My rating: 3 of 5 stars
Time taken to read - 3 days
Pages - 352
Publisher - Vintage
Source - Bought copy
Blurb from Goodreads
Christie Watson was a nurse for twenty years. Taking us from birth to death and from A&E to the mortuary, The Language of Kindness is an astounding account of a profession defined by acts of care, compassion and kindness.
We watch Christie as she nurses a premature baby who has miraculously made it through the night, we stand by her side during her patient’s agonising heart-lung transplant, and we hold our breath as she washes the hair of a child fatally injured in a fire, attempting to remove the toxic smell of smoke before the grieving family arrive.
In our most extreme moments, when life is lived most intensely, Christie is with us. She is a guide, mentor and friend. And in these dark days of division and isolationism, she encourages us all to stretch out a hand.
Watson takes us on her impressive career as a child's nurse and the exposure she had giving others care. The run up to how she got into care, person experiences, different areas and situations. Some of it is harrowing, some of it uplifting and as I have always known, I could never be a pediatric nurse, hats off to them.

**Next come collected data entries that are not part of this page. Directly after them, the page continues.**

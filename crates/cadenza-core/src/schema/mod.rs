pub mod db;
pub mod migrations;
pub mod query;

pub use db::Database;
pub use query::CompositionPredicate;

An eye opening story about different aspects of care, pressures, fears, struggles and some of the most rewarding points of working as a nurse in these areas. There are some big words used that if you don't work in health you would need to look up, a wee glossary would have helped for non medical folk. I don't think it detracts overall from the stories though. Emotive, thought provoking and a huge thank you to Watson for the care she gave over the years to all of those patients.
I have found myself buying and reading a lot more medical books and those in other professions, it gives the public an insight into just how horrific some of these jobs are and how much it can demand from a person. 3.5 out of 5 for me this time, absolutely worth a read, have a wee tissue nearby though.